Neste tópico vou ser meramente espectador, para depois ficar com as ideias para também fazer um reactor para o meu aquário.

Essa da circulação ser feita de cima para baixo, é contrária à ideia que tinha, contudo faz todo o sentido na óptima das bolhas de co2 subirem... :SbOk:

----------


## Joao Carlos Pereira

Excelente post. Só falta um esquema de funcionamento.Alguém consegue postar?

----------


## Ricardo Pinto

Viva,

Excelente post. Tanto serve para os Reactores DIY, como para compreendermos o funcionamento de muitos dos reactores que temos em casa.  :Wink: 




> qual o fluxo de alimentação de água do aquário? - o dado que tenho aponta para 5 litros/hora para cada 100 litros do sistema.



A ideia que eu tinha era uns valores muito abaixo desses. Do genero 5 L/h mas para aquários de 1000L.

Eu pelo menos usava uma peristaltica como o Luís refere. 

Porque repara... se tiveres um aquário de 1000L, vais fazer 50L/h... quase nem dás "tempo" para a água permanecer no reactor. Além de que me parece que iria fazer baixar o pH do aquário.

Um abraço,

----------


## Gil Miguel

o fabricante do meu reactor aconselha 8-10 L/H. É dimensionado para um aquário de 1000 L.

----------


## Julio Macieira

Olá companheiros  :Olá:  

Antes de mais, obrigado Luis pelo teu artigo.


Vários são os membros que colocam a questão de como regular um reactor de cálcio. Procurando valores e informações absolutas de quantidade de CO2 versus volume de agua.

Vou procurar dar uma ideia de como conseguirmos isso.

*Não existe "tabela" ou padrão a seguir*.

Cada sistema  é um sistema, e quer a litragem quer o consumo de CA quer de KH variam de sistema para sistema.

Para termos equilibrio no sistema, cada um tem de por si, observar o consumo de Ca e de carbonatos do seu sistema. A reposição de Ca e Kh vai por isso depender do valor consumido.

Não podemos afirmar, x mililitros de agua por minuto e y bolhas de CO2 é a solução.

Sabemos sim, que a maioria das midias começam a sua dissolução a partir do Ph 7.0, no entanto sabemos que dissolvem melhor dentro de valores padrão de 6.0 a 6.4 de Ph. Por isso todo o reactor que funcionar a um determinado PH dentro deste intervalo fica por si, bem regulado. A questão porem, é que a quantidade de CA ou de Kh produzidas, podem ser aquém das necessidades de consumo do sistema, assim como excessivas para as necessidades do sistema. 

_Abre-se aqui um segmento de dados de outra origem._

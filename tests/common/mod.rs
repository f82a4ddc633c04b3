#![allow(dead_code)]

use async_trait::async_trait;
use mobile_use::{Bounds, Device, MobileError, Platform, PlatformAdapter, Result, ScreenInfo, UiElement};
use std::collections::VecDeque;
use std::io::Cursor;
use std::sync::Mutex;
use std::sync::atomic::{AtomicUsize, Ordering};
use std::time::Duration;

/// In-memory device: trees are served in order and the last one repeats
pub struct FakeAdapter {
    platform: Platform,
    devices: Vec<Device>,
    trees: Mutex<VecDeque<Vec<UiElement>>>,
    png: Vec<u8>,
    latency: Duration,
    pub tree_calls: AtomicUsize,
    pub screenshot_calls: AtomicUsize,
    pub enumerate_calls: AtomicUsize,
    pub actions: Mutex<Vec<String>>,
}

impl FakeAdapter {
    pub fn new(platform: Platform) -> Self {
        Self {
            platform,
            devices: vec![Device::new("fake-1", "Fake Phone", platform, "device")],
            trees: Mutex::new(VecDeque::from([Vec::new()])),
            png: png(1080, 2400),
            latency: Duration::ZERO,
            tree_calls: AtomicUsize::new(0),
            screenshot_calls: AtomicUsize::new(0),
            enumerate_calls: AtomicUsize::new(0),
            actions: Mutex::new(Vec::new()),
        }
    }

    pub fn with_trees(self, trees: Vec<Vec<UiElement>>) -> Self {
        *self.trees.lock().unwrap() = trees.into();
        self
    }

    /// Each tree and screenshot capture takes this long
    pub fn with_latency(mut self, latency: Duration) -> Self {
        self.latency = latency;
        self
    }

    pub fn without_devices(mut self) -> Self {
        self.devices.clear();
        self
    }

    pub fn tree_calls(&self) -> usize {
        self.tree_calls.load(Ordering::SeqCst)
    }

    pub fn screenshot_calls(&self) -> usize {
        self.screenshot_calls.load(Ordering::SeqCst)
    }

    pub fn enumerate_calls(&self) -> usize {
        self.enumerate_calls.load(Ordering::SeqCst)
    }

    pub fn actions(&self) -> Vec<String> {
        self.actions.lock().unwrap().clone()
    }

    fn record(&self, action: String) {
        self.actions.lock().unwrap().push(action);
    }
}

#[async_trait]
impl PlatformAdapter for FakeAdapter {
    fn platform(&self) -> Platform {
        self.platform
    }

    async fn list_devices(&self) -> Result<Vec<Device>> {
        self.enumerate_calls.fetch_add(1, Ordering::SeqCst);
        Ok(self.devices.clone())
    }

    async fn get_first_device_id(&self) -> Result<String> {
        let devices = self.list_devices().await?;
        devices
            .first()
            .map(|d| d.id.clone())
            .ok_or_else(|| MobileError::NoDevice {
                platform: self.platform,
                remedy: "Start a fake device".to_string(),
            })
    }

    async fn screenshot(&self, _device_id: &str) -> Result<Vec<u8>> {
        self.screenshot_calls.fetch_add(1, Ordering::SeqCst);
        tokio::time::sleep(self.latency).await;
        Ok(self.png.clone())
    }

    async fn get_screen_info(&self, _device_id: &str) -> Result<ScreenInfo> {
        Ok(ScreenInfo::new(1080, 2400, 420.0))
    }

    async fn get_ui_tree(&self, _device_id: &str) -> Result<Vec<UiElement>> {
        self.tree_calls.fetch_add(1, Ordering::SeqCst);
        tokio::time::sleep(self.latency).await;
        let mut trees = self.trees.lock().unwrap();
        let tree = if trees.len() > 1 {
            trees.pop_front()
        } else {
            trees.front().cloned()
        };
        Ok(tree.unwrap_or_default())
    }

    async fn tap(&self, device_id: &str, x: i32, y: i32) -> Result<()> {
        self.record(format!("tap {} {} {}", device_id, x, y));
        Ok(())
    }

    async fn double_tap(&self, device_id: &str, x: i32, y: i32) -> Result<()> {
        self.record(format!("double_tap {} {} {}", device_id, x, y));
        Ok(())
    }

    async fn long_press(&self, device_id: &str, x: i32, y: i32, duration_ms: u64) -> Result<()> {
        self.record(format!("long_press {} {} {} {}", device_id, x, y, duration_ms));
        Ok(())
    }

    async fn swipe(&self, device_id: &str, from: (i32, i32), to: (i32, i32), duration_ms: u64) -> Result<()> {
        self.record(format!(
            "swipe {} {},{} {},{} {}",
            device_id, from.0, from.1, to.0, to.1, duration_ms
        ));
        Ok(())
    }

    async fn type_text(&self, device_id: &str, text: &str) -> Result<()> {
        self.record(format!("type {} {}", device_id, text));
        Ok(())
    }

    async fn press_key(&self, device_id: &str, key: &str) -> Result<()> {
        if key == "warp" {
            return Err(MobileError::UnknownKey {
                key: key.to_string(),
                supported: "back, home".to_string(),
            });
        }
        self.record(format!("key {} {}", device_id, key));
        Ok(())
    }

    async fn launch_app(&self, device_id: &str, app_id: &str) -> Result<()> {
        self.record(format!("launch {} {}", device_id, app_id));
        Ok(())
    }

    async fn open_url(&self, device_id: &str, url: &str) -> Result<()> {
        self.record(format!("open {} {}", device_id, url));
        Ok(())
    }
}

pub fn png(width: u32, height: u32) -> Vec<u8> {
    let img = image::DynamicImage::new_rgb8(width, height);
    let mut cursor = Cursor::new(Vec::new());
    img.write_to(&mut cursor, image::ImageOutputFormat::Png).unwrap();
    cursor.into_inner()
}

pub fn element(index: usize, text: &str, y: i32, clickable: bool) -> UiElement {
    UiElement::new(index, "TextView", Bounds::new(0, y, 1080, 100))
        .with_text(text)
        .with_clickable(clickable)
}

/// Status bar clock: inside the volatile band
pub fn clock(time: &str) -> UiElement {
    UiElement::new(0, "TextView", Bounds::new(20, 10, 120, 40)).with_text(time)
}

Para ultrapassar esses problemas, cada um tem de por si, observar se vai precisar de mais débito de agua (e consequentemente de CA + KH) mantendo o valor de Ph dentro do reactor dentro de valor aceitáveis a uma boa dissolução.

Por tudo isto, não pode haver valores absolutos de recomendação na afinação de um reactor, apenas os conceitos gerais, que tal como o companheiro Luís apresenta no artigo, servem de referência para um bom funcionamento de um reactor de cálcio.

----------


## Hugo Figueiredo

> Olá companheiros  
> 
> Antes de mais, obrigado Luis pelo teu artigo.
> 
> 
> Vários são os membros que colocam a questão de como regular um reactor de cálcio. Procurando valores e informações absolutas de quantidade de CO2 versus volume de agua.
> 
> Vou procurar dar uma ideia de como conseguirmos isso.
> 
> ...


Concordo inteiramente! :Olá:

----------


## Jorge Simões

> Boas,
> 
> *2. O sentido da água de circulação, dentro do reactor, deve ser feita de cima para baixo para que minimize a passagem de CO2, em bolhas, para o aquário*. A eliminação das bolhas pode ser feita, aproveitando o facto de estas serem menos densas que a água e, portanto, tenderem a subir. Se a água se deslocar em sentido contrário ao das bolhas, através da media (isto é, de cima para baixo), consegue-se minimizar esta situação de entrada de bolhas na media, porque as bolhas tendem a subir e não a descer. Se tivermos uma esponja colocada no topo da media (tipo aquelas azuis e circulares da Eheim), as bolhas nem sequer chegarão a penetrar na media, facilitando-se assim a sua acumulação no topo do reactor com consequente aspiração pela bomba de circulação para serem desfeitas novamente, potenciando a sua dissolução. Para este efeito, importa deixar algum espaço entre a media e o topo do reactor.


Relativamente a este ponto, surgiram-me algumas duvidas. Uma vez que o fluxo de circulação deve ser feito de cima para baixo. E é um facto, que devido à sua menor densidade, o Co2 tende a subir. Se bem entendi a entrada de agua vinda da bomba de circulação tem que estar no topo do reactor. Local onde se vai acumular o Co2 não dissolvido, correcto? Se vai existir no topo do reactor uma saída para reaproveitamento do Co2 aí alojado como se resolve este pequeno problema?
Cumprimentos, Jorge Simoes

----------


## Joao Carlos Pereira

Com camara dupla.Aí a água sai por cima e entra na outra camara.

----------


## Luis Delgado

> Relativamente a este ponto, surgiram-me algumas duvidas. Uma vez que o fluxo de circulação deve ser feito de cima para baixo. E é um facto, que devido à sua menor densidade, o Co2 tende a subir. Se bem entendi a entrada de agua vinda da bomba de circulação tem que estar no topo do reactor. Local onde se vai acumular o Co2 não dissolvido, correcto? Se vai existir no topo do reactor uma saída para reaproveitamento do Co2 aí alojado como se resolve este pequeno problema?
> Cumprimentos, Jorge Simoes


OLá Jorge:

Não percebi qual é a tua questão... a que pequeno problema te referes?

----------


## Pedro Venancio

> OLá Jorge:
> 
> Não percebi qual é a tua questão... a que pequeno problema te referes?



Tambem nao entendi o problema...
O que entendi e que a agua ao circular de cima para baixo e o co2 de baixo para cima vai aumentar o tempo de contacto entre a agua e o co2 aumentando a dissoluçao. Estou certo ou errado?

----------